---------- GIVEN INFORMATION

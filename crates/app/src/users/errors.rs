//! Users client errors.

use reqwest::StatusCode;
use thiserror::Error;

#[derive(Debug, Error)]
pub enum UsersClientError {
    #[error("failed to build users service client")]
    Build(#[source] reqwest::Error),

    #[error("users service request failed")]
    Transport(#[from] reqwest::Error),

    #[error("users service answered with status {0}")]
    Status(StatusCode),
}
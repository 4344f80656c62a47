//! Logging and trace export settings

use clap::{Args, ValueEnum};

/// How log lines are rendered on stdout.
#[derive(Clone, Copy, Debug, Default, PartialEq, Eq, ValueEnum)]
pub enum LogFormat {
    /// One human-readable line per event.
    #[default]
    Compact,

    /// One JSON object per event, with span context.
    Json,
}

/// Log output settings.
#[derive(Debug, Args)]
pub struct LoggingConfig {
    /// Default log directive used when `RUST_LOG` is unset
    #[arg(short, long, env = "LOG_LEVEL", default_value = "info")]
    pub log_level: String,

    /// Log line format
    #[arg(long, env = "LOG_FORMAT", value_enum, default_value_t)]
    pub log_format: LogFormat,

    /// Requests slower than this many milliseconds are logged at `warn`
    #[arg(long, env = "SLOW_REQUEST_THRESHOLD_MS", default_value_t = 1_000)]
    pub slow_request_threshold_ms: u64,
}

/// OpenTelemetry trace export settings.
#[derive(Debug, Args)]
pub struct TracingConfig {
    /// Export spans over OTLP
    #[arg(long = "otel-enabled", env = "OTEL_ENABLED")]
    pub enabled: bool,

    /// Continue traces from an incoming `traceparent` header
    #[arg(long = "otel-propagate-parent", env = "OTEL_PROPAGATE_PARENT")]
    pub propagate_parent: bool,

    /// OTLP gRPC collector endpoint
    #[arg(
        long = "otel-endpoint",
        env = "OTEL_EXPORTER_OTLP_ENDPOINT",
        default_value = "http://localhost:4317"
    )]
    pub endpoint: String,

    /// Export timeout, in seconds
    #[arg(long = "otel-timeout-secs", env = "OTEL_EXPORTER_OTLP_TIMEOUT", default_value_t = 3)]
    pub timeout_secs: u64,

    /// `service.name` resource attribute
    #[arg(long = "otel-service-name", env = "OTEL_SERVICE_NAME", default_value = "cart-json")]
    pub service_name: String,

    /// `deployment.environment.name` resource attribute
    #[arg(long = "otel-environment", env = "OTEL_ENVIRONMENT", default_value = "development")]
    pub environment: String,

    /// Fraction of root traces sampled, clamped to `0.0..=1.0`
    #[arg(long = "otel-sample-ratio", env = "OTEL_SAMPLE_RATIO", default_value_t = 1.0)]
    pub sample_ratio: f64,
}

impl TracingConfig {
    /// Parent propagation only applies while export is on.
    #[must_use]
    pub fn continues_parent_traces(&self) -> bool {
        self.enabled && self.propagate_parent
    }
}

--------------------

[EXERCISE INSTRUCTIONS]: Once you have read the data above, print all of it again exactly.

[RESULT FOR THIS TASK]:
filename crates/app/src/users/errors.rs
//! Users client errors.

use reqwest::StatusCode;
use thiserror::Error;

#[derive(Debug, Error)]
pub enum UsersClientError {
    #[error("failed to build users service client")]
    Build(#[source] reqwest::Error),

    #[error("users service request failed")]
    Transport(#[from] reqwest::Error),

    #[error("users service answered with status {0}")]
    Status(StatusCode),
}
repository 4344f80656c62a47
//! Logging and trace export settings

use clap::{Args, ValueEnum};

/// How log lines are rendered on stdout.
#[derive(Clone, Copy, Debug, Default, PartialEq, Eq, ValueEnum)]
pub enum LogFormat {
    /// One human-readable line per event.
    #[default]
    Compact,

    /// One JSON object per event, with span context.
    Json,
}

/// Log output settings.
#[derive(Debug, Args)]
pub struct LoggingConfig {
    /// Default log directive used when `RUST_LOG` is unset
    #[arg(short, long, env = "LOG_LEVEL", default_value = "info")]
    pub log_level: String,

    /// Log line format
    #[arg(long, env = "LOG_FORMAT", value_enum, default_value_t)]
    pub log_format: LogFormat,

    /// Requests slower than this many milliseconds are logged at `warn`
    #[arg(long, env = "SLOW_REQUEST_THRESHOLD_MS", default_value_t = 1_000)]
    pub slow_request_threshold_ms: u64,
}

/// OpenTelemetry trace export settings.
#[derive(Debug, Args)]
pub struct TracingConfig {
    /// Export spans over OTLP
    #[arg(long = "otel-enabled", env = "OTEL_ENABLED")]
    pub enabled: bool,

    /// Continue traces from an incoming `traceparent` header
    #[arg(long = "otel-propagate-parent", env = "OTEL_PROPAGATE_PARENT")]
    pub propagate_parent: bool,

    /// OTLP gRPC collector endpoint
    #[arg(
        long = "otel-endpoint",
        env = "OTEL_EXPORTER_OTLP_ENDPOINT",
        default_value = "http://localhost:4317"
    )]
    pub endpoint: String,

    /// Export timeout, in seconds
    #[arg(long = "otel-timeout-secs", env = "OTEL_EXPORTER_OTLP_TIMEOUT", default_value_t = 3)]
    pub timeout_secs: u64,

    /// `service.name` resource attribute
    #[arg(long = "otel-service-name", env = "OTEL_SERVICE_NAME", default_value = "cart-json")]
    pub service_name: String,

    /// `deployment.environment.name` resource attribute
    #[arg(long = "otel-environment", env = "OTEL_ENVIRONMENT", default_value = "development")]
    pub environment: String,

    /// Fraction of root traces sampled, clamped to `0.0..=1.0`
    #[arg(long = "otel-sample-ratio", env = "OTEL_SAMPLE_RATIO", default_value_t = 1.0)]
    pub sample_ratio: f64,
}

impl TracingConfig {
    /// Parent propagation only applies while export is on.
    #[must_use]
    pub fn continues_parent_traces(&self) -> bool {
        self.enabled && self.propagate_parent
    }
}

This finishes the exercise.